Formalization of Evolution: The paper introduces the first explicit formulation of agent evaluation in evolving environments as a standalone research problem, moving beyond static snapshots.
PROEVOLVE Framework: A novel graph-based framework that enables:
- Programmable Evolution: Automatic generation of coherent environment variants via graph transformations.
- Task Synthesis: Automatic creation of task sandboxes conditioned on specific environment states.
Scalable Benchmark Generation: The authors validated the framework by evolving a single seed e-commerce environment into 200 distinct environment variants and 3,000 task sandboxes.
Empirical Insights: Provided the first large-scale study on how agents adapt to environmental changes, revealing significant gaps in current models' robustness.

4. Experimental Results

The framework was tested on 200 environment versions derived from 50 evolution trajectories, benchmarking five representative LLMs (GPT-5, Claude-Opus-4.5, DeepSeek-V3.2, Qwen3-235B, Gemini-2.5-Pro).

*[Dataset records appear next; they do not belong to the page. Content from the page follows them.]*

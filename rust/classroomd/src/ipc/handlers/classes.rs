use crate::ipc::error::{err, ok};
use crate::ipc::types::{AppState, Request};
use rusqlite::OptionalExtension;
use serde_json::json;
use uuid::Uuid;

fn handle_classes_list(state: &mut AppState, req: &Request) -> serde_json::Value {
    let Some(conn) = state.db.as_ref() else {
        return ok(&req.id, json!({ "classes": [] }));
    };

    // Correlated subqueries avoid double-counting from joins.
    let mut stmt = match conn.prepare(
        "SELECT
           c.id,
           c.name,
           (SELECT COUNT(*) FROM students s WHERE s.class_id = c.id AND s.active = 1) AS student_count,
           (SELECT COUNT(*) FROM assignments a WHERE a.class_id = c.id) AS assignment_count
         FROM classes c
         ORDER BY c.name",
    ) {
        Ok(s) => s,
        Err(e) => return err(&req.id, "db_query_failed", e.to_string(), None),
    };

    let rows = stmt
        .query_map([], |row| {
            let id: String = row.get(0)?;
            let name: String = row.get(1)?;
            let student_count: i64 = row.get(2)?;
            let assignment_count: i64 = row.get(3)?;
            Ok(json!({
                "id": id,
                "name": name,
                "studentCount": student_count,
                "assignmentCount": assignment_count
            }))
        })
        .and_then(|it| it.collect::<Result<Vec<_>, _>>());

    match rows {
        Ok(classes) => ok(&req.id, json!({ "classes": classes })),
        Err(e) => err(&req.id, "db_query_failed", e.to_string(), None),
    }
}

fn handle_classes_create(state: &mut AppState, req: &Request) -> serde_json::Value {
    let Some(conn) = state.db.as_ref() else {
        return err(&req.id, "no_workspace", "select a workspace first", None);
    };

    let name = match req.params.get("name").and_then(|v| v.as_str()) {
        Some(v) => v.trim().to_string(),
        None => return err(&req.id, "bad_params", "missing name", None),
    };
    if name.is_empty() {
        return err(&req.id, "bad_params", "name must not be empty", None);
    }

    let class_id = Uuid::new_v4().to_string();
    if let Err(e) = conn.execute(
        "INSERT INTO classes(id, name) VALUES(?, ?)",
        (&class_id, &name),
    ) {
        return err(
            &req.id,
            "db_insert_failed",
            e.to_string(),
            Some(json!({ "table": "classes" })),
        );
    }

    ok(&req.id, json!({ "classId": class_id, "name": name }))
}

fn handle_classes_delete(state: &mut AppState, req: &Request) -> serde_json::Value {
    let Some(conn) = state.db.as_ref() else {
        return err(&req.id, "no_workspace", "select a workspace first", None);
    };

    let class_id = match req.params.get("classId").and_then(|v| v.as_str()) {
        Some(v) => v.to_string(),
        None => return err(&req.id, "bad_params", "missing classId", None),
    };

    let exists: Option<i64> = match conn
        .query_row("SELECT 1 FROM classes WHERE id = ?", [&class_id], |r| {
            r.get(0)
        })
        .optional()
    {
        Ok(v) => v,
        Err(e) => return err(&req.id, "db_query_failed", e.to_string(), None),
    };
    if exists.is_none() {
        return err(&req.id, "not_found", "class not found", None);
    }

    let tx = match conn.unchecked_transaction() {
        Ok(t) => t,
        Err(e) => return err(&req.id, "db_tx_failed", e.to_string(), None),
    };

    // Dependency order; there is no ON DELETE CASCADE.
    let steps: [(&str, &str); 5] = [
        (
            "assignment_completions",
            "DELETE FROM assignment_completions
             WHERE assignment_id IN (SELECT id FROM assignments WHERE class_id = ?)",
        ),
        (
            "attendance_records",
            "DELETE FROM attendance_records WHERE class_id = ?",
        ),
        ("assignments", "DELETE FROM assignments WHERE class_id = ?"),
        ("students", "DELETE FROM students WHERE class_id = ?"),
        ("classes", "DELETE FROM classes WHERE id = ?"),
    ];
    for (table, sql) in steps {
        if let Err(e) = tx.execute(sql, [&class_id]) {
            let _ = tx.rollback();
            return err(
                &req.id,
                "db_delete_failed",
                e.to_string(),
                Some(json!({ "table": table })),
            );
        }
    }
    if let Err(e) = tx.commit() {
        return err(&req.id, "db_commit_failed", e.to_string(), None);
    }

    if state
        .session
        .as_ref()
        .is_some_and(|s| s.class_id == class_id)
    {
        state.session = None;
    }

    ok(&req.id, json!({ "ok": true }))
}

pub fn try_handle(state: &mut AppState, req: &Request) -> Option<serde_json::Value> {
    match req.method.as_str() {
        "classes.list" => Some(handle_classes_list(state, req)),
        "classes.create" => Some(handle_classes_create(state, req)),
        "classes.delete" => Some(handle_classes_delete(state, req)),
        _ => None,
    }
}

High Variability in Performance: Agent performance fluctuated dramatically across evolution stages. For instance, GPT-5's success rate increased by 40% after capability additions but dropped by 48% after deprecations. No consistent pattern of improvement or decline was observed across all models.
Model-Specific Adaptation: Different agents exhibited distinct behaviors. Some (like GPT-5) became more tool-intensive as environments grew complex, while others (like Gemini-2.5 Pro) remained conservative.
Limitations of Replay Strategies: The study tested "History Replay" (reusing raw past interactions) and "Reflection Replay" (reusing distilled summaries). Results showed that simply accessing past experience does not consistently improve performance. In some cases (e.g., Claude-Opus-4.5), Reflection Replay led to over-exploration and worse performance, suggesting current agents lack effective mechanisms to generalize past experiences to new environmental dynamics.
Cost-Robustness Trade-off: Harder tasks required significantly more tool calls and turns. Models that achieved higher success rates often incurred higher interaction costs, highlighting a trade-off between robustness and efficiency in dynamic settings.

5. Significance

Realism: PROEVOLVE bridges the gap between static benchmarks and the chaotic, evolving nature of real-world software ecosystems.
Methodological Shift: It establishes a systematic methodology for generating controlled evolution trajectories, allowing researchers to isolate specific types of environmental changes (additions vs. removals) and measure their impact.
Future Directions: The work highlights the need for agents that can explicitly recognize and respond to environmental evolution, rather than relying on static training or simple memory replay. It paves the way for developing more resilient AI systems capable of operating in production environments where APIs and data schemas are in constant flux.

In summary, "The World Won't Stay Still" argues that to truly evaluate agent robustness, we must stop testing them in frozen worlds and start testing them in worlds that change, using a programmable, graph-driven approach to simulate that change.